The summer of 2011 is shaping up a lot like that of 2010. Yet again, fears in the euro-zone have sparked massive sell-offs in global equities, as more countries become at risk of defaulting this year. Worries over the U.S. economy are also a major factor in the market slump, as many analysts have slashed the U.S. growth outlook for the year. President Obama even weighed in on the situation, stating that our economy will rebound once the housing market finds its footing; a scenario that he feels will not play out for about a year. When markets endured a similar period last year, the Fed rode in to the rescue as they announced a $600 billion dollar QE2 program, sending markets surging.
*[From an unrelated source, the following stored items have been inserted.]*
//! Core components for signing API requests with a shared secret.
//!
//! This crate provides the foundational types and traits used by the
//! service signers of hmacsign.
//!
//! ## Overview
//!
//! The crate is built around several key concepts:
//!
//! - **Context**: A container that holds the environment and the clock used while signing
//! - **Traits**: Abstract interfaces for credential loading (`ProvideCredential`) and request signing (`SignRequest`)
//! - **Signer**: The main orchestrator that coordinates credential loading, body draining and request signing
//!
//! ## Example
//!
//! ```no_run
//! use hmacsign_core::{Context, Signer, ProvideCredential, SignRequest, SigningCredential, Result};
//! use async_trait::async_trait;
//! use http::request::Parts;
//!
//! #[derive(Clone, Debug)]
//! struct MyCredential {
//!     secret: String,
//! }
//!
//! impl SigningCredential for MyCredential {
//!     fn is_valid(&self) -> bool {
//!         !self.secret.is_empty()
//!     }
//! }
//!
//! #[derive(Debug)]
//! struct MyLoader;
//!
//! #[async_trait]
//! impl ProvideCredential for MyLoader {
//!     type Credential = MyCredential;
//!
//!     async fn provide_credential(&self, _: &Context) -> Result<Option<Self::Credential>> {
//!         Ok(Some(MyCredential {
//!             secret: "my-secret-key".to_string(),
//!         }))
//!     }
//! }
//!
//! #[derive(Debug)]
//! struct MyBuilder;
//!
//! #[async_trait]
//! impl SignRequest for MyBuilder {
//!     type Credential = MyCredential;
//!
//!     async fn sign_request(
//!         &self,
//!         _ctx: &Context,
//!         _req: &mut Parts,
//!         _body: &[u8],
//!         _cred: Option<&Self::Credential>,
//!     ) -> Result<()> {
//!         // Write your signature headers here
//!         todo!()
//!     }
//! }
//!
//! # async fn example() -> Result<()> {
//! let signer = Signer::new(Context::new(), MyLoader, MyBuilder);
//!
//! let req = http::Request::post("https://example.com/x")
//!     .body(http_body_util::Full::new(bytes::Bytes::from("hello")))
//!     .unwrap();
//!
//! // The returned request carries the signed headers and the exact signed bytes.
//! let req = signer.sign_request(req).await?;
//! # Ok(())
//! # }
//! ```
//!
//! ## Utilities
//!
//! - [`hash`]: Cryptographic hashing utilities
//! - [`time`]: Time formatting utilities
//! - [`utils`]: General utilities including data redaction
//! - [`body`]: Draining request bodies into memory

// Make sure all our public APIs have docs.
#![warn(missing_docs)]

pub mod body;
pub mod hash;
pub mod time;
pub mod utils;

mod context;
pub use context::{Clock, Context, Env, FixedClock, NoopEnv, OsEnv, StaticEnv, SystemClock};

mod error;
pub use error::{Error, ErrorKind, Result};

mod api;
pub use api::{ProvideCredential, SignRequest, SigningCredential};
mod chain;
pub use chain::ProvideCredentialChain;
mod request;
pub use request::SigningRequest;
mod signer;
pub use signer::Signer;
Now, investors are looking for Fed Chair Ben Bernanke and his team to pull us out yet again, as Bernanke is set to speak from Jackson Hole, Wyoming on Friday. While this speech is usually low key, many are looking for some sort of major announcement, as markets have been anything but stable in the past few weeks. In fact, many feel that markets opened up on a high note this week because investors are already assuming some sort of asset purchasing program will be detailed later in the week, and with good reason. The S&P 500 “is actually about 4 percent lower than when the second round of easing officially began” writes CNBC. With losses quickly piling up, many analysts feel that a QE3 is on the way, and that it will put markets back on track [see also Introducing The New & Improved ETFdb.com].
Still, others feel that there will be no such announcement for a number of reasons. Many feel that the last two QE programs simply delayed the inevitable, and with the Fed announcing to hold rates for nearly two years, printing hundreds of billions may have an adverse impact on inflation rates. Some analysts say that even if a QE3 is outlined, it will be too little too late as the U.S. seems to have a number of economic indicators weighing against us, possibly pointing to a return to a recession.
Despite what side you fall on, there is no question that Friday will be a high volatility trading day. “‘The big thing is if he does announce it we’re going to have a thousand-point rally. We’ll be making new highs before you can blink. I am hedged right now, but you’ve got to have your finger on the button.’” said Keith Springer, president of Springer Financial Advisory, showing signs of optimism but an understanding that news of no QE could slaughter markets. If that wasn’t enough for investors to close out the week, the U.S. GDP report will also be released, suggesting that it will be an important day for markets no matter what happens with the Chairman’s speech [Embrace QE With These Three ETFs].
Below, we outline five ETFs to watch ahead of this important meeting in Jackson Hole as well as the results for our GDP figure in the most recent quarter:
SPDR Gold Trust (GLD)
GLD offers physical exposure to gold bullion, and is one of the most popular securities in the world. With nearly $77.5 billion in assets and an average daily volume topping 19 million, this ETF has actually surpassed the size of SPY (at least for the time being). It is no secret that gold has been surging this year, prompting a healthy 28% return in 2011 for GLD. But the precious metal has been doing exceptionally well with all of the volatility the past few weeks have seen, as investors are piling into this fund as a safe haven from wildly unpredictable equities [see also ETF Research Report Now Available: Analyzing Gold ETFs].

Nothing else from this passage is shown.